What These Violations Mean
The combination of violations documented on April 9 describes a kitchen operating without several of the most basic safeguards against foodborne illness. When a person in charge is absent or not performing oversight duties, CDC data shows that establishments accumulate critical violations at roughly three times the rate of those with active managerial control. At Ternerita, that absent oversight coincided with nine high-severity findings in a single inspection.
The illness-reporting failures deserve particular attention. Norovirus accounts for roughly 20 million cases of foodborne illness in the United States each year, and food workers are among its most efficient transmission vectors. A written health policy that requires symptomatic workers to report and stay home is one of the simplest barriers against an outbreak. The inspector found no such policy in place and found employees who were not reporting symptoms.
Improper handwashing technique was also cited. Studies show that even when workers make an attempt to wash their hands, incorrect technique leaves pathogens on skin. Combined with improperly cleaned food contact surfaces and improperly used wiping cloths, the April inspection described a kitchen where contamination could move freely from surface to food to plate.

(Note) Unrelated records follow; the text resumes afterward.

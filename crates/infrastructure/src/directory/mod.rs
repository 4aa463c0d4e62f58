pub mod codec;
pub mod resolver;
pub mod sink;
pub mod transport;

pub use codec::{
    decode_embedded_address, AAnswer, Answer, DirectoryResponse, FramedQuery, MessageBuilder,
    ResponseParser, SrvAnswer,
};
pub use resolver::{ConsulResolver, ConsulResolverBuilder, DirectoryClient};
pub use sink::TracingSink;
pub use transport::{ConnectionPool, PoolStats, PooledConnection};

The food contact surface violation matters because cutting boards, prep counters, and utensils that are not properly sanitized become transfer points for bacteria. Bacterial biofilms can develop on inadequately cleaned utensils within 24 hours, and those biofilms protect the bacteria inside from standard cleaning attempts.
The Longer Record
The April 2026 inspection was not an outlier. State records show 28 inspections on file for Ternerita Steakhouse, with 277 total violations documented across that history.
Seven of the eight most recent inspections before April 2026 included high-severity violations. The October 2025 visit logged ten high-severity violations and three intermediate ones. The March 2025 visit logged eight high-severity violations. The October 2024 visit logged seven. The pattern does not describe a restaurant that fixed problems between visits and then slipped again. It describes a restaurant that has accumulated high-severity citations in nearly every inspection cycle going back to at least 2023.
The August 2023 inspection also produced ten high-severity violations, matching the October 2025 count as the worst single visits on record. The only inspection in the recent history that came back clean on high-severity violations was March 2023, which produced zero high-severity findings, and May 2024, which produced one.
Despite 277 total violations across 28 inspections, the facility has never been emergency-closed.
Still Open
State inspectors documented nine high-severity violations at Ternerita Steakhouse on April 9, 2026, including food served without reaching required cooking temperatures, no parasite destruction protocol for fish, employees not reporting illness symptoms, and toxic chemicals stored near food. The restaurant remained open after the inspection.
The 277 violations on record across 28 inspections span more than two years of documented findings. The April visit added nine more to that count.
Ternerita Steakhouse was open for dinner that night.